Stored dataset items:
/// Input for creating or syncing a source.
#[derive(Debug, Clone, PartialEq, Serialize, Deserialize)]
pub struct NewSource {
    pub name: String,
    pub url: String,
    pub source_type: SourceType,
    #[serde(default)]
    pub description: Option<String>,
    #[serde(default = "default_update_interval")]
    pub update_interval: i64,
    #[serde(default)]
    pub metadata: Option<SourceMetadata>,
}

fn default_update_interval() -> i64 {
    DEFAULT_UPDATE_INTERVAL
}

impl NewSource {
    pub fn new(name: impl Into<String>, url: impl Into<String>, source_type: SourceType) -> Self {
        Self {
            name: name.into(),
            url: url.into(),
            source_type,
            description: None,
            update_interval: DEFAULT_UPDATE_INTERVAL,
            metadata: None,
        }
    }

    /// Checks field invariants and resolves the metadata to store.
    pub fn validate(&self) -> Result<SourceMetadata, DatabaseError> {
        if self.name.trim().is_empty() {
            return Err(DatabaseError::Validation("source name is empty".into()));
        }
        if self.url.trim().is_empty() {
            return Err(DatabaseError::Validation(format!(
                "source '{}' has no url",
                self.name
            )));
        }
        if self.update_interval <= 0 {
            return Err(DatabaseError::Validation(format!(
                "source '{}' has update_interval {} (must be > 0)",
                self.name, self.update_interval
            )));
        }

        match &self.metadata {
            None => Ok(SourceMetadata::default_for(self.source_type)),
            Some(meta) if meta.source_type() == self.source_type => Ok(meta.clone()),
            Some(meta) => Err(DatabaseError::Validation(format!(
                "source '{}' is {} but metadata kind is {}",
                self.name,
                self.source_type,
                meta.source_type()
            ))),
        }
    }
}

/// Row type for source queries (used by sqlx FromRow)
#[derive(Debug, sqlx::FromRow)]
pub(crate) struct SourceRow {
    pub id: i64,
    pub name: String,
    pub url: String,
    pub source_type: String,
    pub description: Option<String>,
    pub is_active: bool,
    pub last_updated: Option<i64>,
    pub update_interval: i64,
    pub metadata: String,
    pub consecutive_failures: i64,
    pub last_error: Option<String>,
}

impl SourceRow {
    pub(crate) fn into_source(self) -> Result<Source, DatabaseError> {
        let source_type: SourceType = self.source_type.parse()?;
        let metadata = match serde_json::from_str::<SourceMetadata>(&self.metadata) {
            Ok(meta) if meta.source_type() == source_type => meta,
            _ => {
                tracing::warn!(
                    source_id = self.id,
                    "Unreadable source metadata, using defaults"
                );
                SourceMetadata::default_for(source_type)
            }
        };

        Ok(Source {
            id: self.id,
            name: self.name,
            url: self.url,
            source_type,
            description: self.description,
            is_active: self.is_active,
            last_updated: self.last_updated,
            update_interval: self.update_interval,
            metadata,
            consecutive_failures: self.consecutive_failures,
            last_error: self.last_error,
        })
    }
}
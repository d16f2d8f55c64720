use sqlx::QueryBuilder;

use super::schema::Database;
use super::types::{ContentItem, ContentRow, DatabaseError, NewContent};
use crate::dedup::Fingerprint;

const CONTENT_COLUMNS: &str = "id, source_id, title, description, content_url, author, \
     published_at, metrics, enclosure_url, is_paywalled, fingerprint, created_at";

impl Database {
    // ========================================================================
    // Content Operations
    // ========================================================================

    /// Insert a content item unless it collides with an existing row.
    ///
    /// Returns `true` if a row was written, `false` if the
    /// `(source_id, content_url)` or `(source_id, fingerprint)` constraint
    /// already held a matching item.
    pub async fn insert_content(&self, item: &NewContent) -> Result<bool, DatabaseError> {
        let metrics = serde_json::to_string(&item.metrics)
            .map_err(|e| DatabaseError::Validation(format!("metrics not serializable: {e}")))?;
        let now = chrono::Utc::now().timestamp();

        let result = sqlx::query(
            r#"
            INSERT INTO content (source_id, title, description, content_url, author,
                                 published_at, metrics, enclosure_url, is_paywalled,
                                 fingerprint, created_at)
            VALUES (?, ?, ?, ?, ?, ?, ?, ?, ?, ?, ?)
            ON CONFLICT DO NOTHING
        "#,
        )
        .bind(item.source_id)
        .bind(&item.title)
        .bind(&item.description)
        .bind(&item.content_url)
        .bind(&item.author)
        .bind(item.published_at)
        .bind(&metrics)
        .bind(&item.enclosure_url)
        .bind(item.is_paywalled)
        .bind(item.fingerprint.key())
        .bind(now)
        .execute(&self.pool)
        .await?;

        Ok(result.rows_affected() > 0)
    }

    /// Look up a stored item of `source_id` by fingerprint.
    pub async fn content_by_fingerprint(
        &self,
        source_id: i64,
        fingerprint: &Fingerprint,
    ) -> Result<Option<ContentItem>, DatabaseError> {
        let row: Option<ContentRow> = sqlx::query_as(&format!(
            "SELECT {CONTENT_COLUMNS} FROM content WHERE source_id = ? AND fingerprint = ?"
        ))
        .bind(source_id)
        .bind(fingerprint.key())
        .fetch_optional(&self.pool)
        .await?;

        Ok(row.map(ContentRow::into_item))
    }

    /// Fetch items by id, in the order the ids were given. Unknown ids are skipped.
    pub async fn content_by_ids(&self, ids: &[i64]) -> Result<Vec<ContentItem>, DatabaseError> {
        if ids.is_empty() {
            return Ok(Vec::new());
        }

        let mut builder: QueryBuilder<sqlx::Sqlite> =
            QueryBuilder::new(format!("SELECT {CONTENT_COLUMNS} FROM content WHERE id IN ("));
        let mut separated = builder.separated(", ");
        for id in ids {
            separated.push_bind(*id);
        }
        separated.push_unseparated(")");

        let rows: Vec<ContentRow> = builder.build_query_as().fetch_all(&self.pool).await?;
        let mut items: Vec<ContentItem> = rows.into_iter().map(ContentRow::into_item).collect();
        items.sort_by_key(|item| ids.iter().position(|id| *id == item.id));
        Ok(items)
    }

    /// Newest items of a source, most recent first.
    pub async fn content_for_source(
        &self,
        source_id: i64,
        limit: i64,
    ) -> Result<Vec<ContentItem>, DatabaseError> {
        let rows: Vec<ContentRow> = sqlx::query_as(&format!(
            "SELECT {CONTENT_COLUMNS} FROM content WHERE source_id = ?
             ORDER BY COALESCE(published_at, created_at) DESC, id DESC LIMIT ?"
        ))
        .bind(source_id)
        .bind(limit)
        .fetch_all(&self.pool)
        .await?;

        Ok(rows.into_iter().map(ContentRow::into_item).collect())
    }

    pub async fn count_content(&self, source_id: Option<i64>) -> Result<i64, DatabaseError> {
        let (count,): (i64,) = match source_id {
            Some(id) => {
                sqlx::query_as("SELECT COUNT(*) FROM content WHERE source_id = ?")
                    .bind(id)
                    .fetch_one(&self.pool)
                    .await?
            }
            None => {
                sqlx::query_as("SELECT COUNT(*) FROM content")
                    .fetch_one(&self.pool)
                    .await?
            }
        };
        Ok(count)
    }

    // ========================================================================
    // Retention
    // ========================================================================

    /// Delete content older than `days` days, judged by publish date (or
    /// ingestion date when the feed gave none). Returns the number of rows
    /// removed.
    pub async fn cleanup_old_content(&self, days: u32) -> Result<u64, DatabaseError> {
        let cutoff = chrono::Utc::now().timestamp() - i64::from(days) * 86_400;
        self.delete_content_before(cutoff).await
    }

    pub(crate) async fn delete_content_before(&self, cutoff: i64) -> Result<u64, DatabaseError> {
        let result =
            sqlx::query("DELETE FROM content WHERE COALESCE(published_at, created_at) < ?")
                .bind(cutoff)
                .execute(&self.pool)
                .await?;

        tracing::info!(deleted = result.rows_affected(), cutoff, "Removed expired content");
        Ok(result.rows_affected())
    }
}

**EXERCISE DESCRIPTION**
Restate every entry above word for word.

**EXPECTED ANSWER**
/// Input for creating or syncing a source.
#[derive(Debug, Clone, PartialEq, Serialize, Deserialize)]
pub struct NewSource {
    pub name: String,
    pub url: String,
    pub source_type: SourceType,
    #[serde(default)]
    pub description: Option<String>,
    #[serde(default = "default_update_interval")]
    pub update_interval: i64,
    #[serde(default)]
    pub metadata: Option<SourceMetadata>,
}

fn default_update_interval() -> i64 {
    DEFAULT_UPDATE_INTERVAL
}

impl NewSource {
    pub fn new(name: impl Into<String>, url: impl Into<String>, source_type: SourceType) -> Self {
        Self {
            name: name.into(),
            url: url.into(),
            source_type,
            description: None,
            update_interval: DEFAULT_UPDATE_INTERVAL,
            metadata: None,
        }
    }

    /// Checks field invariants and resolves the metadata to store.
    pub fn validate(&self) -> Result<SourceMetadata, DatabaseError> {
        if self.name.trim().is_empty() {
            return Err(DatabaseError::Validation("source name is empty".into()));
        }
        if self.url.trim().is_empty() {
            return Err(DatabaseError::Validation(format!(
                "source '{}' has no url",
                self.name
            )));
        }
        if self.update_interval <= 0 {
            return Err(DatabaseError::Validation(format!(
                "source '{}' has update_interval {} (must be > 0)",
                self.name, self.update_interval
            )));
        }

        match &self.metadata {
            None => Ok(SourceMetadata::default_for(self.source_type)),
            Some(meta) if meta.source_type() == self.source_type => Ok(meta.clone()),
            Some(meta) => Err(DatabaseError::Validation(format!(
                "source '{}' is {} but metadata kind is {}",
                self.name,
                self.source_type,
                meta.source_type()
            ))),
        }
    }
}

/// Row type for source queries (used by sqlx FromRow)
#[derive(Debug, sqlx::FromRow)]
pub(crate) struct SourceRow {
    pub id: i64,
    pub name: String,
    pub url: String,
    pub source_type: String,
    pub description: Option<String>,
    pub is_active: bool,
    pub last_updated: Option<i64>,
    pub update_interval: i64,
    pub metadata: String,
    pub consecutive_failures: i64,
    pub last_error: Option<String>,
}

impl SourceRow {
    pub(crate) fn into_source(self) -> Result<Source, DatabaseError> {
        let source_type: SourceType = self.source_type.parse()?;
        let metadata = match serde_json::from_str::<SourceMetadata>(&self.metadata) {
            Ok(meta) if meta.source_type() == source_type => meta,
            _ => {
                tracing::warn!(
                    source_id = self.id,
                    "Unreadable source metadata, using defaults"
                );
                SourceMetadata::default_for(source_type)
            }
        };

        Ok(Source {
            id: self.id,
            name: self.name,
            url: self.url,
            source_type,
            description: self.description,
            is_active: self.is_active,
            last_updated: self.last_updated,
            update_interval: self.update_interval,
            metadata,
            consecutive_failures: self.consecutive_failures,
            last_error: self.last_error,
        })
    }
}
repository d16f2d8f55c64720
use sqlx::QueryBuilder;

use super::schema::Database;
use super::types::{ContentItem, ContentRow, DatabaseError, NewContent};
use crate::dedup::Fingerprint;

const CONTENT_COLUMNS: &str = "id, source_id, title, description, content_url, author, \
     published_at, metrics, enclosure_url, is_paywalled, fingerprint, created_at";

impl Database {
    // ========================================================================
    // Content Operations
    // ========================================================================

    /// Insert a content item unless it collides with an existing row.
    ///
    /// Returns `true` if a row was written, `false` if the
    /// `(source_id, content_url)` or `(source_id, fingerprint)` constraint
    /// already held a matching item.
    pub async fn insert_content(&self, item: &NewContent) -> Result<bool, DatabaseError> {
        let metrics = serde_json::to_string(&item.metrics)
            .map_err(|e| DatabaseError::Validation(format!("metrics not serializable: {e}")))?;
        let now = chrono::Utc::now().timestamp();

        let result = sqlx::query(
            r#"
            INSERT INTO content (source_id, title, description, content_url, author,
                                 published_at, metrics, enclosure_url, is_paywalled,
                                 fingerprint, created_at)
            VALUES (?, ?, ?, ?, ?, ?, ?, ?, ?, ?, ?)
            ON CONFLICT DO NOTHING
        "#,
        )
        .bind(item.source_id)
        .bind(&item.title)
        .bind(&item.description)
        .bind(&item.content_url)
        .bind(&item.author)
        .bind(item.published_at)
        .bind(&metrics)
        .bind(&item.enclosure_url)
        .bind(item.is_paywalled)
        .bind(item.fingerprint.key())
        .bind(now)
        .execute(&self.pool)
        .await?;

        Ok(result.rows_affected() > 0)
    }

    /// Look up a stored item of `source_id` by fingerprint.
    pub async fn content_by_fingerprint(
        &self,
        source_id: i64,
        fingerprint: &Fingerprint,
    ) -> Result<Option<ContentItem>, DatabaseError> {
        let row: Option<ContentRow> = sqlx::query_as(&format!(
            "SELECT {CONTENT_COLUMNS} FROM content WHERE source_id = ? AND fingerprint = ?"
        ))
        .bind(source_id)
        .bind(fingerprint.key())
        .fetch_optional(&self.pool)
        .await?;

        Ok(row.map(ContentRow::into_item))
    }

    /// Fetch items by id, in the order the ids were given. Unknown ids are skipped.
    pub async fn content_by_ids(&self, ids: &[i64]) -> Result<Vec<ContentItem>, DatabaseError> {
        if ids.is_empty() {
            return Ok(Vec::new());
        }

        let mut builder: QueryBuilder<sqlx::Sqlite> =
            QueryBuilder::new(format!("SELECT {CONTENT_COLUMNS} FROM content WHERE id IN ("));
        let mut separated = builder.separated(", ");
        for id in ids {
            separated.push_bind(*id);
        }
        separated.push_unseparated(")");

        let rows: Vec<ContentRow> = builder.build_query_as().fetch_all(&self.pool).await?;
        let mut items: Vec<ContentItem> = rows.into_iter().map(ContentRow::into_item).collect();
        items.sort_by_key(|item| ids.iter().position(|id| *id == item.id));
        Ok(items)
    }

    /// Newest items of a source, most recent first.
    pub async fn content_for_source(
        &self,
        source_id: i64,
        limit: i64,
    ) -> Result<Vec<ContentItem>, DatabaseError> {
        let rows: Vec<ContentRow> = sqlx::query_as(&format!(
            "SELECT {CONTENT_COLUMNS} FROM content WHERE source_id = ?
             ORDER BY COALESCE(published_at, created_at) DESC, id DESC LIMIT ?"
        ))
        .bind(source_id)
        .bind(limit)
        .fetch_all(&self.pool)
        .await?;

        Ok(rows.into_iter().map(ContentRow::into_item).collect())
    }

    pub async fn count_content(&self, source_id: Option<i64>) -> Result<i64, DatabaseError> {
        let (count,): (i64,) = match source_id {
            Some(id) => {
                sqlx::query_as("SELECT COUNT(*) FROM content WHERE source_id = ?")
                    .bind(id)
                    .fetch_one(&self.pool)
                    .await?
            }
            None => {
                sqlx::query_as("SELECT COUNT(*) FROM content")
                    .fetch_one(&self.pool)
                    .await?
            }
        };
        Ok(count)
    }

    // ========================================================================
    // Retention
    // ========================================================================

    /// Delete content older than `days` days, judged by publish date (or
    /// ingestion date when the feed gave none). Returns the number of rows
    /// removed.
    pub async fn cleanup_old_content(&self, days: u32) -> Result<u64, DatabaseError> {
        let cutoff = chrono::Utc::now().timestamp() - i64::from(days) * 86_400;
        self.delete_content_before(cutoff).await
    }

    pub(crate) async fn delete_content_before(&self, cutoff: i64) -> Result<u64, DatabaseError> {
        let result =
            sqlx::query("DELETE FROM content WHERE COALESCE(published_at, created_at) < ?")
                .bind(cutoff)
                .execute(&self.pool)
                .await?;

        tracing::info!(deleted = result.rows_affected(), cutoff, "Removed expired content");
        Ok(result.rows_affected())
    }
}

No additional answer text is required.